Dos siglos después de su irrupción en la comunidad internacional, el panorama no concuerda mucho con lo previsto durante los días del proceso emancipatorio. Ciertamente, salvo algunas épocas más o menos tranquilas, la región se opone a un proyecto de convivencia con las características antes indicadas. En especial, debe inquietarnos que la voluntad de un hombre acostumbre ser más fuerte que varias instituciones juntas. Se lo ha evidenciado con todos los regímenes adscritos al Socialismo del Siglo XXI, tanto en su primera generación como en su reciente resurgimiento. Venezuela, Nicaragua y Bolivia, por citar algunos países, son escenarios en los cuales la división de poderes es mera retórica. Inventos como el Estado de Derecho, desde hace tiempo, no se materializan en nada específico. Poco interesa que haya policías, jueces y fiscales; sus instituciones distan de funcionar tal como desearía cualquier ciudadano sensato.
“Finalmente, desde Ciudad de México hasta Tierra del Fuego, por mucho que esclarecidas personas, como Alberdi o Mario Vargas Llosa, en distintas épocas, hayan reivindicado la libertad del individuo y su iniciativa privada, tenemos un problema de mayor envergadura: el estatismo”.

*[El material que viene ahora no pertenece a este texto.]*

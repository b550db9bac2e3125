use async_trait::async_trait;
use chrono::Utc;
use std::error::Error;
use url::Url;
use validator::Validate;

use super::{
  model::{SendVerificationRequest, VerificationOutcome},
  repository::UserRepository,
};
use crate::{
  email::{DeliveryReceipt, EmailMessage, Mailer},
  impl_service_error_conversions,
};

pub const VERIFICATION_SUBJECT: &str = "Verify your moderation role";

#[derive(Debug)]
pub enum VerificationServiceError {
  Validation(String),
  Store(String),
  Mail(String),
}

impl Error for VerificationServiceError {}

impl std::fmt::Display for VerificationServiceError {
  fn fmt(&self, f: &mut std::fmt::Formatter<'_>) -> std::fmt::Result {
    match self {
      VerificationServiceError::Validation(msg) => write!(f, "Validation Error: {}", msg),
      VerificationServiceError::Store(msg) => write!(f, "Store Error: {}", msg),
      VerificationServiceError::Mail(msg) => write!(f, "Mail Error: {}", msg),
    }
  }
}

impl_service_error_conversions!(VerificationServiceError, Store);

#[async_trait]
pub trait VerificationService: Send + Sync {
  async fn request_verification(&self, req: SendVerificationRequest) -> Result<DeliveryReceipt, VerificationServiceError>;
  async fn confirm_verification(&self, username: &str) -> Result<VerificationOutcome, VerificationServiceError>;
  async fn is_verified(&self, username: &str) -> Result<bool, VerificationServiceError>;
}

pub struct VerificationServiceImpl<U, M> {
  user_repository: U,
  mailer: M,
  public_base_url: Url,
}

impl<U, M> VerificationServiceImpl<U, M>
where
  U: UserRepository,
  M: Mailer,
{
  pub fn new(user_repository: U, mailer: M, public_base_url: Url) -> Self {
    Self {
      user_repository,
      mailer,
      public_base_url,
    }
  }
}

/// `{base}/verify?user=<username>`, keeping any path prefix on `base`.
pub fn build_verification_link(base: &Url, username: &str) -> String {
  let mut url = base.clone();
  if let Ok(mut segments) = url.path_segments_mut() {
    segments.pop_if_empty().push("verify");
  }
  url.set_fragment(None);
  url.query_pairs_mut().clear().append_pair("user", username);
  url.to_string()
}

pub fn build_verification_email(to: &str, username: &str, link: &str) -> EmailMessage {
  let body = format!("Hi {}, click to verify your account:\n\n{}", username, link);
  EmailMessage::new(to, VERIFICATION_SUBJECT, body)
}

#[async_trait]
impl<U, M> VerificationService for VerificationServiceImpl<U, M>
where
  U: UserRepository,
  M: Mailer,
{
  async fn request_verification(&self, req: SendVerificationRequest) -> Result<DeliveryReceipt, VerificationServiceError> {
    req
      .validate()
      .map_err(|e| VerificationServiceError::Validation(format!("Validation failed: {}", e)))?;

    let existing = self.user_repository.find_by_username(&req.username).await?;
    if existing.is_none() {
      let user = self.user_repository.create(&req.username, &req.email).await?;
      tracing::info!(user_id = user.id, username = %user.username, "Created unverified user");
    }

    let link = build_verification_link(&self.public_base_url, &req.username);
    let message = build_verification_email(&req.email, &req.username, &link);

    let receipt = self
      .mailer
      .send(&message)
      .await
      .map_err(|e| VerificationServiceError::Mail(format!("Failed to send verification email: {}", e)))?;

    tracing::info!(username = %req.username, response = %receipt.response, "Verification email sent");
    Ok(receipt)
  }

  async fn confirm_verification(&self, username: &str) -> Result<VerificationOutcome, VerificationServiceError> {
    let Some(mut user) = self.user_repository.find_by_username(username).await? else {
      tracing::info!(username = %username, "Verification requested for unknown user");
      return Ok(VerificationOutcome::NotFound);
    };

    user.mark_verified(Utc::now());
    self.user_repository.save(&user).await?;

    tracing::info!(user_id = user.id, username = %username, "User verified");
    Ok(VerificationOutcome::Verified(user))
  }

  async fn is_verified(&self, username: &str) -> Result<bool, VerificationServiceError> {
    let user = self.user_repository.find_by_username(username).await?;
    Ok(user.map(|u| u.verified).unwrap_or(false))
  }
}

A esa realidad antirrepublicana, en mayor o menor grado, pues existen Estados donde el gobernante se frustra al intentar liquidar cualquier freno institucional, podemos añadir la perversión del régimen democrático. Ocurre que, curiosamente, aunque haya en nuestros tiempos un notable número de procesos electorales, esto no refleja una democracia fuerte o, siquiera, esperanzadora. Por lo contrario, en cada votación, la creciente desconfianza del ciudadano se puede notar debido al abstencionismo. Cabe acentuar que, cuando esto último no sucede, cuantiosos electores se decantan por un sufragio de protesta. Ellos no creen en un sistema, el político-partidario, que haya sido establecido para beneficio suyo; ven una casta, incluso peste, digna del repudio. Lo peor es que ese desencanto resulta aprovechado por enemigos de la libertad. Como en Brasil o Perú, ellos prometen acabar con las injusticias que sufren mayorías postergadas; empero, como pasó en Argentina durante la obscena década del kirchnerismo, al final, el único favorecido, con innegables creces, es el patrimonio de sus gobernantes.
Finalmente, desde Ciudad de México hasta Tierra del Fuego, por mucho que esclarecidas personas, como Alberdi o Mario Vargas Llosa, en distintas épocas, hayan reivindicado la libertad del individuo y su iniciativa privada, tenemos un problema de mayor envergadura: el estatismo, en sus diferentes manifestaciones, no deja de tener vigencia. Los bonos, las rentas, la empleomanía y ese indoblegable afán de consumar negociados con el Estado, salvando escasas excepciones, continúa acompañándonos. Es como si los latinoamericanos hubiesen acordado traicionar todas aquellas creencias, promesas, principios e ideales que permitieron su independencia. Frente a esto, buscando alguna mejora efectiva, más que pensar hacia adelante, debemos remirar el pasado. El reto está en volver a transitar por ese camino liberal del que, por desgracia, hubo un perjudicial distanciamiento.